SQL Server does simple counting of cascade paths and, rather than trying to work out whether any cycles actually exist, it assumes the worst and refuses to create the referential actions (CASCADE): you can and should still create the constraints without the referential actions. If you can't alter your design (or doing so would compromise things) then you should consider using triggers as a last resort.
FWIW resolving cascade paths is a complex problem. Other SQL products will simply ignore the problem and allow you to create cycles, in which case it will be a race to see which will overwrite the value last, probably to the ignorance of the designer (e.g. ACE/Jet does this). I understand some SQL products will attempt to resolve simple cases. Fact remains, SQL Server doesn't even try, plays it ultra safe by disallowing more than one path and at least it tells you so.
Microsoft themselves advises the use of triggers instead of FK constraints.
A typical situation with multiple cascasing paths will be this:
A master table with two details, let's say "Master" and "Detail1" and "Detail2". Both details are cascade delete. So far no problems. But what if both details have a one-to-many-relation with some other table (say "SomeOtherTable"). SomeOtherTable has a Detail1ID-column AND a Detail2ID-column.
Master { ID, masterfields }
Detail1 { ID, MasterID, detail1fields }
Detail2 { ID, MasterID, detail2fields }
SomeOtherTable {ID, Detail1ID, Detail2ID, someothertablefields }
In other words: some of the records in SomeOtherTable are linked with Detail1-records and some of the records in SomeOtherTable are linked with Detail2 records. Even if it is guaranteed that SomeOtherTable-records never belong to both Details, it is now impossible to make SomeOhterTable's records cascade delete for both details, because there are multiple cascading paths from Master to SomeOtherTable (one via Detail1 and one via Detail2).

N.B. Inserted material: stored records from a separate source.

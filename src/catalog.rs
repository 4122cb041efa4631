//! Catalog entities as the backend returns them.
//!
//! Tracks are fetched with their artist and album eagerly joined, so the
//! player never has to go back to the backend to render "now playing".

mod display;
mod model;

pub use display::make_display;
pub use model::*;
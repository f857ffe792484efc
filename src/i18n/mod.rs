//! Language handling for multilingual entries.
//!
//! The service does not own the list of languages. It asks a
//! [`LanguageProvider`] which languages are active, which one is the
//! site-wide default and which one the current viewer wants.
//!
//! # Architecture
//!
//! - `language`: the `ActiveLanguage` type, code validation and
//!   `Accept-Language` matching
//! - `registry`: `LanguageRegistry`, the configuration-backed provider
//!
//! # Example
//!
//! ```rust,ignore
//! use multilingual_text::i18n::{LanguageHints, LanguageProvider, LanguageRegistry};
//!
//! let registry = LanguageRegistry::from_list("en:English,fr:Français", None)?;
//! let lang = registry.current_language(&LanguageHints::default());
//! assert_eq!(lang, "en");
//! ```

mod language;
mod registry;

pub use language::{is_valid_code, ActiveLanguage, LanguageHints};
pub use registry::{parse_language_list, LanguageRegistry};

/// Collaborator contract for the localization platform.
///
/// Implementations must be cheap to call: every admin request and every
/// render asks for the active set again, nothing is cached across requests.
pub trait LanguageProvider: Send + Sync {
    /// Active languages, in display order.
    fn active_languages(&self) -> Vec<ActiveLanguage>;

    /// Site-wide fallback language code.
    fn default_language(&self) -> String;

    /// Resolve the viewer's language for one request.
    ///
    /// An explicit `lang` hint wins when it names an active language, then
    /// the `Accept-Language` header, then the default language.
    fn current_language(&self, hints: &LanguageHints) -> String {
        let active = self.active_languages();

        if let Some(requested) = hints.requested.as_deref() {
            if let Some(lang) = active.iter().find(|l| l.code == requested) {
                return lang.code.clone();
            }
        }

        if let Some(header) = hints.accept_language.as_deref() {
            if let Some(code) = language::match_accept_language(header, &active) {
                return code;
            }
        }

        self.default_language()
    }
}
use anyhow::Result;
use multilingual_text::db::Database;
use tracing::info;

#[tokio::main]
async fn main() -> Result<()> {
    // Load .env file
    let _ = dotenvy::dotenv();

    // Initialize logging
    tracing_subscriber::fmt()
        .with_env_filter(
            tracing_subscriber::EnvFilter::from_default_env()
                .add_directive("uninstall=info".parse()?)
                .add_directive("multilingual_text=info".parse()?),
        )
        .init();

    // Only the database location is needed here, not the full admin config
    let database_url = std::env::var("DATABASE_URL")
        .unwrap_or_else(|_| "sqlite://multilingual_text.db".to_string());

    info!("Removing multilingual text tables from {}", database_url);

    let database = Database::new(&database_url).await?;
    database.uninstall().await?;

    info!("✓ Tables dropped. All stored texts have been removed.");
    Ok(())
}
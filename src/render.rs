//! Placeholder rendering.
//!
//! Stored text may embed further placeholders, so rendering is re-entrant.
//! The renderer keeps the chain of entry ids currently being expanded: an id
//! that is already on the chain (a cycle) or a chain longer than the
//! configured depth renders as an empty string instead of recursing.

use crate::db::Database;
use crate::html;
use crate::i18n::LanguageProvider;
use crate::shortcode::{self, Segment};
use anyhow::Result;
use futures::future::{BoxFuture, FutureExt};
use tracing::warn;

pub struct Renderer<'a> {
    db: &'a Database,
    languages: &'a dyn LanguageProvider,
    max_depth: usize,
}

impl<'a> Renderer<'a> {
    /// `max_depth` counts the top-level entry, so it is at least 1.
    pub fn new(db: &'a Database, languages: &'a dyn LanguageProvider, max_depth: usize) -> Self {
        Self {
            db,
            languages,
            max_depth: max_depth.max(1),
        }
    }

    /// Render one entry for a viewer.
    ///
    /// Falls back to the default language when the viewer's language has no
    /// variant. Missing content renders as an empty string; only storage
    /// errors are returned as `Err`.
    pub async fn render(
        &self,
        entry_id: i64,
        class: Option<&str>,
        viewer_language: &str,
    ) -> Result<String> {
        let mut chain = Vec::new();
        self.render_entry(entry_id, class, viewer_language, &mut chain)
            .await
    }

    /// Replace every placeholder in `content` with its rendered output.
    pub async fn expand(&self, content: &str, viewer_language: &str) -> Result<String> {
        let mut chain = Vec::new();
        self.expand_content(content, viewer_language, &mut chain)
            .await
    }

    /// Text for the viewer's language, else for the default language.
    async fn lookup(&self, entry_id: i64, viewer_language: &str) -> Result<Option<String>> {
        if let Some(text) = self.db.get_variant(entry_id, viewer_language).await? {
            if !text.is_empty() {
                return Ok(Some(text));
            }
        }

        let default_language = self.languages.default_language();
        if default_language == viewer_language {
            return Ok(None);
        }

        Ok(self
            .db
            .get_variant(entry_id, &default_language)
            .await?
            .filter(|text| !text.is_empty()))
    }

    fn render_entry<'b>(
        &'b self,
        entry_id: i64,
        class: Option<&'b str>,
        viewer_language: &'b str,
        chain: &'b mut Vec<i64>,
    ) -> BoxFuture<'b, Result<String>> {
        async move {
            if entry_id <= 0 {
                return Ok(String::new());
            }
            if chain.contains(&entry_id) {
                warn!(
                    "Placeholder cycle detected: entry {} is already being rendered ({:?})",
                    entry_id, chain
                );
                return Ok(String::new());
            }
            if chain.len() >= self.max_depth {
                warn!(
                    "Placeholder nesting deeper than {} levels, skipping entry {}",
                    self.max_depth, entry_id
                );
                return Ok(String::new());
            }

            let text = match self.lookup(entry_id, viewer_language).await? {
                Some(text) => text,
                None => return Ok(String::new()),
            };

            chain.push(entry_id);
            let expanded = self.expand_content(&text, viewer_language, chain).await;
            chain.pop();
            let output = expanded?;

            Ok(match class.map(str::trim).filter(|c| !c.is_empty()) {
                Some(class) => format!("<div class=\"{}\">{}</div>", html::escape(class), output),
                None => output,
            })
        }
        .boxed()
    }

    fn expand_content<'b>(
        &'b self,
        content: &'b str,
        viewer_language: &'b str,
        chain: &'b mut Vec<i64>,
    ) -> BoxFuture<'b, Result<String>> {
        async move {
            let segments = shortcode::scan(content);
            if segments.is_empty() {
                return Ok(content.to_string());
            }

            let mut result = String::with_capacity(content.len());
            let mut last_end = 0;

            for segment in segments {
                let span = segment.span().clone();
                result.push_str(&content[last_end..span.start]);

                match segment {
                    Segment::Literal { literal, .. } => result.push_str(&literal),
                    Segment::Render { placeholder, .. } => {
                        if let Some(id) = placeholder.id {
                            let rendered = self
                                .render_entry(id, placeholder.class.as_deref(), viewer_language, chain)
                                .await?;
                            result.push_str(&rendered);
                        }
                    }
                }

                last_end = span.end;
            }

            result.push_str(&content[last_end..]);
            Ok(result)
        }
        .boxed()
    }
}
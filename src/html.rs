//! Minimal HTML escaping for generated markup.

/// Escape text for use inside an element body or a quoted attribute value.
pub fn escape(text: &str) -> String {
    let mut result = String::with_capacity(text.len());
    for c in text.chars() {
        match c {
            '&' => result.push_str("&amp;"),
            '<' => result.push_str("&lt;"),
            '>' => result.push_str("&gt;"),
            '"' => result.push_str("&quot;"),
            '\'' => result.push_str("&#039;"),
            _ => result.push(c),
        }
    }
    result
}

/// Escape a value for a single-quoted JavaScript string inside an HTML attribute.
pub fn escape_js(text: &str) -> String {
    let mut result = String::with_capacity(text.len());
    for c in text.chars() {
        match c {
            '\\' => result.push_str("\\\\"),
            '\'' => result.push_str("\\'"),
            '\n' => result.push_str("\\n"),
            _ => result.push(c),
        }
    }
    escape(&result)
}
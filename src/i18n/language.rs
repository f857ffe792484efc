//! Language type and request-side language matching.

/// Longest language code the storage column accepts.
pub const MAX_CODE_LEN: usize = 10;

/// A language the localization platform currently has enabled.
#[derive(Debug, Clone, PartialEq, Eq)]
pub struct ActiveLanguage {
    /// Language code as stored in `text_variants.language_code` (e.g. "en", "fr-FR")
    pub code: String,

    /// Display name shown as the admin form label
    pub name: String,
}

impl ActiveLanguage {
    pub fn new(code: impl Into<String>, name: impl Into<String>) -> Self {
        Self {
            code: code.into(),
            name: name.into(),
        }
    }
}

/// Per-request inputs for resolving the viewer's language.
#[derive(Debug, Clone, Default)]
pub struct LanguageHints {
    /// Explicit `lang` query parameter
    pub requested: Option<String>,

    /// Raw `Accept-Language` header value
    pub accept_language: Option<String>,
}

/// Check that `code` looks like a language tag: a 2-3 letter primary subtag
/// followed by optional `-`/`_` separated alphanumeric subtags.
pub fn is_valid_code(code: &str) -> bool {
    if code.is_empty() || code.len() > MAX_CODE_LEN {
        return false;
    }

    let mut parts = code.split(['-', '_']);
    let primary = parts.next().unwrap_or_default();
    if !(2..=3).contains(&primary.len()) || !primary.chars().all(|c| c.is_ascii_alphabetic()) {
        return false;
    }

    parts.all(|p| !p.is_empty() && p.chars().all(|c| c.is_ascii_alphanumeric()))
}

fn normalize(code: &str) -> String {
    code.trim().to_ascii_lowercase().replace('_', "-")
}

fn primary_subtag(normalized: &str) -> &str {
    normalized.split('-').next().unwrap_or(normalized)
}

/// Pick the best active language for an `Accept-Language` header.
///
/// Tags are tried by descending quality (header order breaks ties). For each
/// tag an exact match wins, then an active code equal to the tag's primary
/// subtag, then any active code sharing the primary subtag.
pub(super) fn match_accept_language(header: &str, active: &[ActiveLanguage]) -> Option<String> {
    let mut tags: Vec<(String, f32)> = header
        .split(',')
        .filter_map(|part| {
            let mut pieces = part.split(';');
            let tag = normalize(pieces.next()?);
            if tag.is_empty() || tag == "*" {
                return None;
            }
            // Missing q means 1.0; an unreadable one drops the tag
            let quality = match pieces.find_map(|p| p.trim().strip_prefix("q=")) {
                Some(q) => q.trim().parse::<f32>().unwrap_or(0.0),
                None => 1.0,
            };
            Some((tag, quality))
        })
        .filter(|(_, q)| *q > 0.0)
        .collect();

    // sort_by is stable, so equal qualities keep header order
    tags.sort_by(|a, b| b.1.partial_cmp(&a.1).unwrap_or(std::cmp::Ordering::Equal));

    let normalized: Vec<(String, &ActiveLanguage)> =
        active.iter().map(|l| (normalize(&l.code), l)).collect();

    for (tag, _) in &tags {
        if let Some((_, lang)) = normalized.iter().find(|(code, _)| code == tag) {
            return Some(lang.code.clone());
        }

        let primary = primary_subtag(tag);
        if let Some((_, lang)) = normalized.iter().find(|(code, _)| code == primary) {
            return Some(lang.code.clone());
        }

        if let Some((_, lang)) = normalized
            .iter()
            .find(|(code, _)| primary_subtag(code) == primary)
        {
            return Some(lang.code.clone());
        }
    }

    None
}
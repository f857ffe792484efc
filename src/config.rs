use crate::i18n::{parse_language_list, ActiveLanguage};
use anyhow::{bail, Context, Result};

#[derive(Debug, Clone)]
pub struct Config {
    // Storage
    pub database_url: String,

    // Server
    pub port: u16,

    // Admin access
    pub admin_user: String,
    pub admin_api_key: String,

    // Anti-forgery tokens
    pub token_secret: Option<String>,
    pub token_lifetime_secs: i64,

    // Languages
    pub active_languages: Vec<ActiveLanguage>,
    pub default_language: Option<String>,

    // Rendering
    pub max_render_depth: usize,
}

impl Config {
    pub fn from_env() -> Result<Self> {
        let admin_api_key =
            std::env::var("ADMIN_API_KEY").context("ADMIN_API_KEY not set")?;
        if admin_api_key.trim().is_empty() {
            bail!("ADMIN_API_KEY must not be empty");
        }

        let active_languages = parse_language_list(
            &std::env::var("ACTIVE_LANGUAGES").unwrap_or_else(|_| "en:English".to_string()),
        )
        .context("Invalid ACTIVE_LANGUAGES")?;

        Ok(Self {
            // Storage
            database_url: std::env::var("DATABASE_URL")
                .unwrap_or_else(|_| "sqlite://multilingual_text.db".to_string()),

            // Server
            port: std::env::var("PORT")
                .ok()
                .and_then(|v| v.parse().ok())
                .unwrap_or(8080),

            // Admin access
            admin_user: std::env::var("ADMIN_USER")
                .ok()
                .filter(|v| !v.trim().is_empty())
                .unwrap_or_else(|| "admin".to_string()),
            admin_api_key,

            // Anti-forgery tokens - a missing secret is generated per process
            token_secret: std::env::var("TOKEN_SECRET")
                .ok()
                .filter(|v| !v.is_empty()),
            token_lifetime_secs: std::env::var("TOKEN_LIFETIME_SECS")
                .ok()
                .and_then(|v| v.parse().ok())
                .filter(|v: &i64| *v >= 2)
                .unwrap_or(86_400),

            // Languages
            active_languages,
            default_language: std::env::var("DEFAULT_LANGUAGE")
                .ok()
                .filter(|v| !v.trim().is_empty()),

            // Rendering
            max_render_depth: std::env::var("MAX_RENDER_DEPTH")
                .ok()
                .and_then(|v| v.parse().ok())
                .filter(|d: &usize| *d >= 1)
                .unwrap_or(8),
        })
    }
}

Now you may already have understood this. Here is a possible solution:
Master { ID, masterfields }
DetailMain { ID, MasterID }
Detail1 { DetailMainID, detail1fields }
Detail2 { DetailMainID, detail2fields }
SomeOtherTable {ID, DetailMainID, someothertablefields }
All ID fields are key-fields and auto-increment. The crux lies in the DetailMainId fields of the Detail tables. These fields are both key and referential contraint. It is now possible to cascade delete everything by only deleting master-records. The downside is that for each detail1-record AND for each detail2 record, there must also be a DetailMain-record (which is actually created first to get the correct and unique id).
I would point out that (functionally) there's a BIG difference between cycles and/or multiple paths in the SCHEMA and the DATA. While cycles and perhaps multipaths in the DATA could certainly complicated processing and cause performance problems (cost of "properly" handling), the cost of these characteristics in the schema should be close to zero.
Since most apparent cycles in RDBs occur in hierarchical structures (org chart, part, subpart, etc.) it is unfortunate that SQL Server assumes the worst; i.e., schema cycle == data cycle. In fact, if you're using RI constraints you can't actually build a cycle in the data!
I suspect the multipath problem is similar; i.e., multiple paths in the schema don't necessarily imply multiple paths in the data, but I have less experience with the multipath problem.
Of course if SQL Server did allow cycles it'd still be subject to a depth of 32, but that's probably adequate for most cases. (Too bad that's not a database setting however!)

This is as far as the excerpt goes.